REQUIRED ACTION: Take every line from the data that has the word "read" in it.

DATA RECORDS:
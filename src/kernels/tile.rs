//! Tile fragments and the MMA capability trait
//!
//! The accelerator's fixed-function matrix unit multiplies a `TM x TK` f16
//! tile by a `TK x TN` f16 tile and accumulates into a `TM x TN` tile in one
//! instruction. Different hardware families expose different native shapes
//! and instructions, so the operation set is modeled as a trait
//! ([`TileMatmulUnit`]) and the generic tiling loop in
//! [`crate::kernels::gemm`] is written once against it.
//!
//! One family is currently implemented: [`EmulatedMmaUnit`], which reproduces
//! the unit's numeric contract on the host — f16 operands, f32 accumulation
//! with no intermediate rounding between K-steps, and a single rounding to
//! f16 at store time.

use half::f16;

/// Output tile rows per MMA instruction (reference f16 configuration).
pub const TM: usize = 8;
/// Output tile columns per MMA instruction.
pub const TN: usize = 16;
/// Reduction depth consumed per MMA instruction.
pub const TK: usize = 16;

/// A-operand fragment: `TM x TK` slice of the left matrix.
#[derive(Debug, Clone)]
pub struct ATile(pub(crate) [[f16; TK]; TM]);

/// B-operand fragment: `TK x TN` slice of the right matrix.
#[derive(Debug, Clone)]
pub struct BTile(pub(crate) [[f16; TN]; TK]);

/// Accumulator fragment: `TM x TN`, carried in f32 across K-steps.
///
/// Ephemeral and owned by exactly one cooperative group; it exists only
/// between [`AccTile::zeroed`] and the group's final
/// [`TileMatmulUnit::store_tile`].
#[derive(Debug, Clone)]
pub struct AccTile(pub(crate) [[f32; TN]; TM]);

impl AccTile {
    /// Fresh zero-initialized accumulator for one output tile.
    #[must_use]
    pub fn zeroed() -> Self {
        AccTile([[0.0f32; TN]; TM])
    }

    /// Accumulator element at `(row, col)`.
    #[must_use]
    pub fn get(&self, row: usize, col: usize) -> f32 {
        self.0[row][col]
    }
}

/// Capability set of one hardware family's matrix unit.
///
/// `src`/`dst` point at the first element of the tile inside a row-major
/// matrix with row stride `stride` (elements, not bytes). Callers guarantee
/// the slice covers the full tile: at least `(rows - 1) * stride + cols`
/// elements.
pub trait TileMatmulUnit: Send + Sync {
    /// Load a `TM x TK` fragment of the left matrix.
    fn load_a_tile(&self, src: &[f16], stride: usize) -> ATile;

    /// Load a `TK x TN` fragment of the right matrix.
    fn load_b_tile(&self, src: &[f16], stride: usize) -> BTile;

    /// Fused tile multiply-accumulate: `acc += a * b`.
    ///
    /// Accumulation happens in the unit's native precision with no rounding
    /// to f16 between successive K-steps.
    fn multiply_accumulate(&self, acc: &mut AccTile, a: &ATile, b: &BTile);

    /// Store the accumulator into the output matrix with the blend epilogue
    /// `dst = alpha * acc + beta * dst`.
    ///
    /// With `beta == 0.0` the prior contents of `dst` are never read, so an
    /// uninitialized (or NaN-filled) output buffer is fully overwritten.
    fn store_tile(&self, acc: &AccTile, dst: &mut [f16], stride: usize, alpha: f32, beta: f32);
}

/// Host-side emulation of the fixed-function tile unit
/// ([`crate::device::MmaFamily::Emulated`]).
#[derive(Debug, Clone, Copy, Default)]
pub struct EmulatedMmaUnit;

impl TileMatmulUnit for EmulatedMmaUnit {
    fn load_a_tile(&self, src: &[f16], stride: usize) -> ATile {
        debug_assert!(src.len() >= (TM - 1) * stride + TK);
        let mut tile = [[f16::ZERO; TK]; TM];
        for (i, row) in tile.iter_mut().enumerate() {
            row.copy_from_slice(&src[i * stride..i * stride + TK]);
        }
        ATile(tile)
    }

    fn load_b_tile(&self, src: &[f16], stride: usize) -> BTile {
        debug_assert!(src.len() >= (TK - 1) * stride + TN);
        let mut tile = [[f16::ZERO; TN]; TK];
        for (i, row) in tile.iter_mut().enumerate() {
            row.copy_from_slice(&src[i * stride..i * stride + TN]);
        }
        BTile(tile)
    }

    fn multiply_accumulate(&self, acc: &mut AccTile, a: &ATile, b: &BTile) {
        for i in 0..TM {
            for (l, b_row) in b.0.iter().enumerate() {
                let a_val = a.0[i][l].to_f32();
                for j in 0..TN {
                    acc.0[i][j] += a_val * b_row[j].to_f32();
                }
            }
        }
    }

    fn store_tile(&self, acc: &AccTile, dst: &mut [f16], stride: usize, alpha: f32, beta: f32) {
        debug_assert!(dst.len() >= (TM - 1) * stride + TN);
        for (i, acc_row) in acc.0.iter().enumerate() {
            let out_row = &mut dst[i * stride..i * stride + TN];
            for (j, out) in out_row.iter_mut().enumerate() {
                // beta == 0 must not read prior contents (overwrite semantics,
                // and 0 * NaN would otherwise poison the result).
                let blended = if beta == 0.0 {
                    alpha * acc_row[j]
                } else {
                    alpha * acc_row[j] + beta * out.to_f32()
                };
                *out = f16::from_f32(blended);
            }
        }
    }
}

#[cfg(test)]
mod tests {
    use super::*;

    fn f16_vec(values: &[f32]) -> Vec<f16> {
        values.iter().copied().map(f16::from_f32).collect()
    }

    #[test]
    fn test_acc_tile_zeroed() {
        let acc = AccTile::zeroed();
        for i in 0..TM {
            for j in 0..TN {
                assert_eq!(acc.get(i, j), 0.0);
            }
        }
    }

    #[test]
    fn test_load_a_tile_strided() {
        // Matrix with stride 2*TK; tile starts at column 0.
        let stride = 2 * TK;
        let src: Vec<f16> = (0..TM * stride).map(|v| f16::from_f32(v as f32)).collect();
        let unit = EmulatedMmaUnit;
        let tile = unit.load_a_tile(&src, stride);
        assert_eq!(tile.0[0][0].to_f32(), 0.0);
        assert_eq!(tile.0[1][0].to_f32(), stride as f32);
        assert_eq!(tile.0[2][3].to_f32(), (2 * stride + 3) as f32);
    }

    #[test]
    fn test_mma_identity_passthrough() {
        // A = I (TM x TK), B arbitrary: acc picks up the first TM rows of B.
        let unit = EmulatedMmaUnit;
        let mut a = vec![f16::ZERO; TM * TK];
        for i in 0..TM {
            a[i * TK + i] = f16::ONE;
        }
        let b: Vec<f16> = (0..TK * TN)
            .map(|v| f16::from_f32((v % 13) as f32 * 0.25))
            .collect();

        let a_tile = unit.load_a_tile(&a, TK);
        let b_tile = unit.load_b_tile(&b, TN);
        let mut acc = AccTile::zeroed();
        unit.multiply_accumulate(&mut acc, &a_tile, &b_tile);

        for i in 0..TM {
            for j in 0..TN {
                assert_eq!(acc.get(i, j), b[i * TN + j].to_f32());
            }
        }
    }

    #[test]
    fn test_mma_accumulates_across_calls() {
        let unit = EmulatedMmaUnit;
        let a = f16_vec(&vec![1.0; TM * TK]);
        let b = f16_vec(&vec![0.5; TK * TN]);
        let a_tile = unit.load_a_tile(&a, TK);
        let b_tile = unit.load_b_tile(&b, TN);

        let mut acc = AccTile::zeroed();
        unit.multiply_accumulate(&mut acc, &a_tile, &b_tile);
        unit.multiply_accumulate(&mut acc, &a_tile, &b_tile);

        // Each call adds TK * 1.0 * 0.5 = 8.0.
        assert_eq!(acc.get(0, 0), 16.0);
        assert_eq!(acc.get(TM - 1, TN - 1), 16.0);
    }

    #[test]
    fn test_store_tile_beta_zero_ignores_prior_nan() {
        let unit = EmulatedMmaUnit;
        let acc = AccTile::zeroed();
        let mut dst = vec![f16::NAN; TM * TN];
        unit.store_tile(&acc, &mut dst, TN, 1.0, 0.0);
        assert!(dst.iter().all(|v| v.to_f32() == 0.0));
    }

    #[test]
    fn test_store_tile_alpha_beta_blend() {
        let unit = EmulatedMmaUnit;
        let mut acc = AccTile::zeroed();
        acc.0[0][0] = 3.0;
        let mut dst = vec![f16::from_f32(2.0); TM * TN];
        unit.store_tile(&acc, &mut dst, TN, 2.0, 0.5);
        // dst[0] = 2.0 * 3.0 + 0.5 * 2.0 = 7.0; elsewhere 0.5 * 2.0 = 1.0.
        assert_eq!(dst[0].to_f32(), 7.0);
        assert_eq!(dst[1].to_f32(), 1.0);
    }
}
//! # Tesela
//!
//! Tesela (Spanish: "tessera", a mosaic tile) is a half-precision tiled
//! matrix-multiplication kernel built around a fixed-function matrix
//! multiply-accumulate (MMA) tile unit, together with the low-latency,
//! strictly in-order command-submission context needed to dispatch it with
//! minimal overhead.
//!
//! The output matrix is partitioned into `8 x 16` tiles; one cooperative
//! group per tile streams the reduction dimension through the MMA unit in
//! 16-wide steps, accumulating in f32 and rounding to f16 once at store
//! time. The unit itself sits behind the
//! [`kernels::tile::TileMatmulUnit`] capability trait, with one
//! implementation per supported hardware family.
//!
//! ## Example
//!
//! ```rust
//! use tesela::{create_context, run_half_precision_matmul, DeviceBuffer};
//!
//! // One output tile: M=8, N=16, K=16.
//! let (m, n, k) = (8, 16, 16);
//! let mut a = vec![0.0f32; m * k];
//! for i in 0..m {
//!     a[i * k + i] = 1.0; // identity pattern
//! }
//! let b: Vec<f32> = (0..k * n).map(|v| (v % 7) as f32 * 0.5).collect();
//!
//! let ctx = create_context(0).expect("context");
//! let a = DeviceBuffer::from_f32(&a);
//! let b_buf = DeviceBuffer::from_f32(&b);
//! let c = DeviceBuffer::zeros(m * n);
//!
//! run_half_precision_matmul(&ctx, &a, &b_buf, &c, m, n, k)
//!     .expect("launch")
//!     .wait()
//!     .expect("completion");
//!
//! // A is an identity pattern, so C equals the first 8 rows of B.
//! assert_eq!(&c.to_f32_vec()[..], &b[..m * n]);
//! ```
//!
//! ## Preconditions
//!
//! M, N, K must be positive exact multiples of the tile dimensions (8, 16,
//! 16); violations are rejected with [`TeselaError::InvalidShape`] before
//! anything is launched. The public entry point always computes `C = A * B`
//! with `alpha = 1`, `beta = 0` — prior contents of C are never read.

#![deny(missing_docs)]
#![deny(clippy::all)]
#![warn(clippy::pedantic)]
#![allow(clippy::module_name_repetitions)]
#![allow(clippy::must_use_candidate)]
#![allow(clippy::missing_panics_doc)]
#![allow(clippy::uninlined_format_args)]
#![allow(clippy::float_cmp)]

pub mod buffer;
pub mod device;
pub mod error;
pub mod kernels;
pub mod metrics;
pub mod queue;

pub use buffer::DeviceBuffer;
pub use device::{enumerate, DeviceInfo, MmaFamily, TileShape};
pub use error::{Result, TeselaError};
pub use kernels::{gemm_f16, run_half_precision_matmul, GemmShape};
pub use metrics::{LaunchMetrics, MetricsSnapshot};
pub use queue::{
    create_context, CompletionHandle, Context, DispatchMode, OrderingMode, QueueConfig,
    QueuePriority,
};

RESPONSE BOX:
    /// With `beta == 0.0` the prior contents of `dst` are never read, so an
                // beta == 0 must not read prior contents (overwrite semantics,
//! with `alpha = 1`, `beta = 0` — prior contents of C are never read.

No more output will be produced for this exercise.